(Collected data entries)
= Beginning of Section =

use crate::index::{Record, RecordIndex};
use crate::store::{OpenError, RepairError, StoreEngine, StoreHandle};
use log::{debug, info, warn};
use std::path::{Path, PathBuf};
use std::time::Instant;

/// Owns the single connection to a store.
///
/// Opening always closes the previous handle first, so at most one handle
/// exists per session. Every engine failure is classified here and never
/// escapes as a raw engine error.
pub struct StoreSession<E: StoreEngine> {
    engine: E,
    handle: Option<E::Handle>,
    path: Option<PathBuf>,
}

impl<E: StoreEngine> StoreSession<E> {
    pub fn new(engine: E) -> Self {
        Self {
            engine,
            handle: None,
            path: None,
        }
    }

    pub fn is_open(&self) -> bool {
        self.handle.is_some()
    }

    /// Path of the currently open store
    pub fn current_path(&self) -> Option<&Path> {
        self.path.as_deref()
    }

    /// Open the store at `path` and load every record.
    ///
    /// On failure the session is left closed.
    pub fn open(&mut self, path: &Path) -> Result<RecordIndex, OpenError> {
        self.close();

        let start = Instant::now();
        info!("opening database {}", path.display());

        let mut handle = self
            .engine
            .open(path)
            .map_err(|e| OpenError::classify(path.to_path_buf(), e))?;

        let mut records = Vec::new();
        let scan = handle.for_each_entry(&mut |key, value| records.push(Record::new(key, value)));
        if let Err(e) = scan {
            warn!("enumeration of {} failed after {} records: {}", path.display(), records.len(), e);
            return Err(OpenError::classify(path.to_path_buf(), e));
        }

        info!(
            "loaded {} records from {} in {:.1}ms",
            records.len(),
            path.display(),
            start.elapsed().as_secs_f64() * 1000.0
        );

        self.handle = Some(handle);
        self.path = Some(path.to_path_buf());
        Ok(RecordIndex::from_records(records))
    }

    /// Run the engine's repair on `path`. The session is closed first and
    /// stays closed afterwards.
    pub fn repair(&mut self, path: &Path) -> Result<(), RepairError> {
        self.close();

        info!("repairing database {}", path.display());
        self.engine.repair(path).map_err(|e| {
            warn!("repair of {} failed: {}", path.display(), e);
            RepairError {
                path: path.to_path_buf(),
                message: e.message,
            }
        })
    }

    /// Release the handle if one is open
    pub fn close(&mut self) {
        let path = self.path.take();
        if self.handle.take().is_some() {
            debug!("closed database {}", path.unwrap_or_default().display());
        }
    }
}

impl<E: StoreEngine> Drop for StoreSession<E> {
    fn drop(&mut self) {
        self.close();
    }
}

= End of Section =

# ASSIGNMENT:
Report how many lines in the entries hold the string "Result". Nothing but the number is wanted.

# RESPONSE BELOW:
2